DATA PROVIDED -
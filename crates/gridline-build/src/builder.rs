//! Package builds for a chosen backend subset.

use crate::importer::CommandImporter;
use chrono::Utc;
use futures::FutureExt;
use gridline_core::axis::{ArtifactTag, BackendDescriptor};
use gridline_core::build::{BuildArtifact, BuildSpec, CheckSummary, DependencyClosure};
use gridline_core::config::{MatrixConfig, Workers};
use gridline_core::events::{BuildCompletedPayload, Event};
use gridline_core::ids::BuildId;
use gridline_core::ports::{
    ArtifactScope, ArtifactSink, DependencyInstaller, EventBus, InstallRequest, ModuleImporter,
    TestExecutor, TestInvocation,
};
use gridline_core::report::{CoverageReport, TestReport};
use gridline_core::resolution::{Resolution, Resolver};
use gridline_core::selection::MarkerSelection;
use gridline_core::{Error, Result};
use gridline_runner::{CommandInstaller, CommandTestExecutor, StagedAssets, SuiteTestExecutor};
use sha2::{Digest, Sha256};
use std::collections::{BTreeMap, BTreeSet};
use std::panic::AssertUnwindSafe;
use std::path::PathBuf;
use std::sync::Arc;
use std::time::Duration;
use tracing::{info, warn};

/// Host-specific inputs for a build.
#[derive(Debug, Clone)]
pub struct BuildSettings {
    /// Builds land in `<out_dir>/<build-id>/`.
    pub out_dir: PathBuf,
    /// Source tree the install command runs in.
    pub source_dir: PathBuf,
    pub platform: String,
    pub runtime: String,
    pub workers: Workers,
    pub env: BTreeMap<String, String>,
}

impl BuildSettings {
    pub fn new(out_dir: impl Into<PathBuf>, source_dir: impl Into<PathBuf>) -> Self {
        Self {
            out_dir: out_dir.into(),
            source_dir: source_dir.into(),
            platform: std::env::consts::OS.to_string(),
            runtime: "host".to_string(),
            workers: Workers::Auto,
            env: BTreeMap::new(),
        }
    }
}

pub struct PackageBuilder {
    config: Arc<MatrixConfig>,
    settings: BuildSettings,
    installer: Arc<dyn DependencyInstaller>,
    executor: Arc<dyn TestExecutor>,
    importer: Arc<dyn ModuleImporter>,
    sink: Arc<dyn ArtifactSink>,
    events: Option<Arc<dyn EventBus>>,
}

impl PackageBuilder {
    pub fn new(
        config: Arc<MatrixConfig>,
        settings: BuildSettings,
        installer: Arc<dyn DependencyInstaller>,
        executor: Arc<dyn TestExecutor>,
        importer: Arc<dyn ModuleImporter>,
        sink: Arc<dyn ArtifactSink>,
    ) -> Self {
        Self {
            config,
            settings,
            installer,
            executor,
            importer,
            sink,
            events: None,
        }
    }

    /// Builder using the configured install, test and import commands.
    pub fn from_config(
        config: Arc<MatrixConfig>,
        settings: BuildSettings,
        sink: Arc<dyn ArtifactSink>,
    ) -> Self {
        let commands = &config.commands;
        let timeout = commands.timeout_secs.map(Duration::from_secs);
        let installer = Arc::new(CommandInstaller::new(commands.install.clone(), timeout));
        let executor: Arc<dyn TestExecutor> = if config.suite.is_empty() {
            Arc::new(CommandTestExecutor::new(commands.test.clone(), timeout))
        } else {
            Arc::new(SuiteTestExecutor::new(config.suite.clone(), timeout))
        };
        let importer = Arc::new(CommandImporter::new(
            commands.import.clone(),
            settings.source_dir.clone(),
            timeout,
        ));
        Self::new(config.clone(), settings, installer, executor, importer, sink)
    }

    pub fn with_events(mut self, events: Arc<dyn EventBus>) -> Self {
        self.events = Some(events);
        self
    }

    /// Build the package for `spec`.
    ///
    /// Fails with [`Error::UnknownBackend`] before doing any work if a name
    /// has no descriptor, [`Error::Unsatisfiable`] if the merged closure cannot
    /// be resolved, [`Error::TestFailure`] if the acceptance check fails and
    /// [`Error::ImportVerification`] if a backend module does not import.
    pub async fn build(&self, spec: &BuildSpec) -> Result<BuildArtifact> {
        let names: Vec<&String> = spec.backends().iter().collect();
        let backends = self.config.select_backends(&names)?;
        let id = BuildId::new();

        info!(build = %id, backends = ?spec.backends(), check = spec.run_check(), "Build started");

        let result = self.run(id, spec, &backends).await;

        let (succeeded, error) = match &result {
            Ok(artifact) => {
                info!(build = %id, path = %artifact.path.display(), "Build accepted");
                (true, None)
            }
            Err(e) => {
                warn!(build = %id, error = %e, "Build rejected");
                (false, Some(e.to_string()))
            }
        };
        if let Some(events) = &self.events {
            let event = Event::BuildCompleted(BuildCompletedPayload {
                build_id: id,
                backends: spec.backends().clone(),
                succeeded,
                error,
                completed_at: Utc::now(),
            });
            if let Err(e) = events.publish(event).await {
                warn!(build = %id, error = %e, "Failed to publish build event");
            }
        }

        result
    }

    async fn run(
        &self,
        id: BuildId,
        spec: &BuildSpec,
        backends: &[&BackendDescriptor],
    ) -> Result<BuildArtifact> {
        let closure = DependencyClosure::derive(&self.config.base_dependencies, backends.iter().copied());
        for applied in &closure.overrides {
            info!(
                build = %id,
                backend = %applied.backend,
                replaced = %applied.replaced,
                replacement = %applied.replacement,
                "Dependency substituted"
            );
        }

        let resolver = Resolver::new(&self.config.package_index);
        let resolution = if self.config.package_index.is_empty() {
            Resolution::default()
        } else {
            resolver.resolve(&closure.requirements, &[])?
        };
        let lines = resolver.requirement_lines(&closure.requirements, &[])?;

        let path = self.settings.out_dir.join(id.to_string());
        tokio::fs::create_dir_all(&path).await?;

        let tag = self.tag(spec);
        let request = InstallRequest {
            tag: tag.clone(),
            runtime: self.settings.runtime.clone(),
            requirements: lines.clone(),
            system_packages: backends
                .iter()
                .flat_map(|b| b.system_packages.iter().cloned())
                .collect(),
            workdir: self.settings.source_dir.clone(),
            env: self.settings.env.clone(),
            matrix: self.matrix(spec),
        };
        self.installer
            .install(&request)
            .await
            .map_err(|e| Error::Build(format!("dependency installation failed: {}", e)))?;

        let check = if spec.run_check() {
            Some(self.check(id, &tag, backends).await?)
        } else {
            None
        };

        let verified_modules = self.verify_imports(id, backends).await?;

        let artifact = BuildArtifact {
            id,
            path,
            backends: spec.backends().clone(),
            requirements: closure.requirements,
            resolution,
            overrides: closure.overrides,
            check,
            verified_modules,
            closure_digest: closure_digest(&lines),
            created_at: Utc::now(),
        };

        let manifest = serde_json::to_vec_pretty(&artifact)?;
        tokio::fs::write(artifact.manifest_path(), manifest).await?;
        Ok(artifact)
    }

    /// Run the acceptance check: every selected backend's tests or core tests.
    async fn check(
        &self,
        id: BuildId,
        tag: &ArtifactTag,
        backends: &[&BackendDescriptor],
    ) -> Result<CheckSummary> {
        let selection = MarkerSelection::for_build(backends.iter().map(|b| b.marker()));
        let staged = StagedAssets::stage(self.config.assets.as_deref())
            .map_err(|e| Error::Build(format!("failed to stage assets: {}", e)))?;
        let outputs = staged.output_dir()?;

        let invocation = TestInvocation {
            tag: tag.clone(),
            selection: selection.clone(),
            workers: self.settings.workers.resolve(),
            workdir: staged.path().to_path_buf(),
            env: self.settings.env.clone(),
            matrix: BTreeMap::new(),
            report_path: outputs.join("report.xml"),
            coverage_path: outputs.join("coverage.json"),
        };

        info!(build = %id, selection = %selection, "Running acceptance check");
        let started_at = Utc::now();
        let report = match AssertUnwindSafe(self.executor.execute(&invocation))
            .catch_unwind()
            .await
        {
            Ok(Ok(report)) => report,
            Ok(Err(e)) => TestReport::errored(tag.clone(), selection.expression(), started_at, e.to_string()),
            Err(_) => TestReport::errored(
                tag.clone(),
                selection.expression(),
                started_at,
                "test executor panicked",
            ),
        };

        let scope = ArtifactScope::Build(id);
        if let Err(e) = self.sink.emit_report(scope, &report).await {
            warn!(build = %id, error = %e, "Failed to emit test report");
        }
        let coverage = match tokio::fs::read(&invocation.coverage_path).await {
            Ok(bytes) => CoverageReport {
                tag: tag.clone(),
                data: serde_json::from_slice(&bytes).ok(),
                note: None,
            },
            Err(_) => CoverageReport::empty(tag.clone(), "no coverage data produced"),
        };
        if let Err(e) = self.sink.emit_coverage(scope, &coverage).await {
            warn!(build = %id, error = %e, "Failed to emit coverage report");
        }

        if let Some(reason) = report.failure_reason() {
            return Err(Error::TestFailure(format!(
                "acceptance check '{}' failed: {}",
                selection, reason
            )));
        }

        let summary = report.summary();
        Ok(CheckSummary {
            selection: selection.expression(),
            passed: true,
            total: summary.total,
            failed: summary.failed + summary.errors,
        })
    }

    async fn verify_imports(
        &self,
        id: BuildId,
        backends: &[&BackendDescriptor],
    ) -> Result<BTreeSet<String>> {
        let mut verified = BTreeSet::new();
        let mut broken = Vec::new();

        for backend in backends {
            let module = backend.module(&self.config.package);
            match self.importer.verify(&module, &self.settings.env).await {
                Ok(()) => {
                    verified.insert(module);
                }
                Err(e) => {
                    warn!(build = %id, backend = %backend.name, module = %module, error = %e, "Backend module failed to import");
                    broken.push(module);
                }
            }
        }

        if broken.is_empty() {
            Ok(verified)
        } else {
            Err(Error::ImportVerification { modules: broken })
        }
    }

    fn tag(&self, spec: &BuildSpec) -> ArtifactTag {
        ArtifactTag {
            backend: spec
                .backends()
                .iter()
                .cloned()
                .collect::<Vec<_>>()
                .join("+"),
            platform: self.settings.platform.clone(),
            runtime: self.settings.runtime.clone(),
        }
    }

    fn matrix(&self, spec: &BuildSpec) -> BTreeMap<String, String> {
        let tag = self.tag(spec);
        BTreeMap::from([
            (self.config.backend_axis.clone(), tag.backend),
            (self.config.platform_axis.clone(), tag.platform),
            (self.config.runtime_axis.clone(), tag.runtime),
        ])
    }
}

fn closure_digest(lines: &[String]) -> String {
    let mut hasher = Sha256::new();
    for line in lines {
        hasher.update(line.as_bytes());
        hasher.update(b"\n");
    }
    hex::encode(hasher.finalize())
}

#[cfg(test)]
mod tests {
    use super::*;

    #[test]
    fn test_closure_digest_is_order_sensitive() {
        let a = closure_digest(&["duckdb==0.3.2".into(), "pandas==1.4.1".into()]);
        let b = closure_digest(&["pandas==1.4.1".into(), "duckdb==0.3.2".into()]);
        assert_eq!(a.len(), 64);
        assert_ne!(a, b);
    }
}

ACTIVITY - List the lines of the entries that include "succeeded".

ANSWER SECTION -
        let (succeeded, error) = match &result {
                succeeded,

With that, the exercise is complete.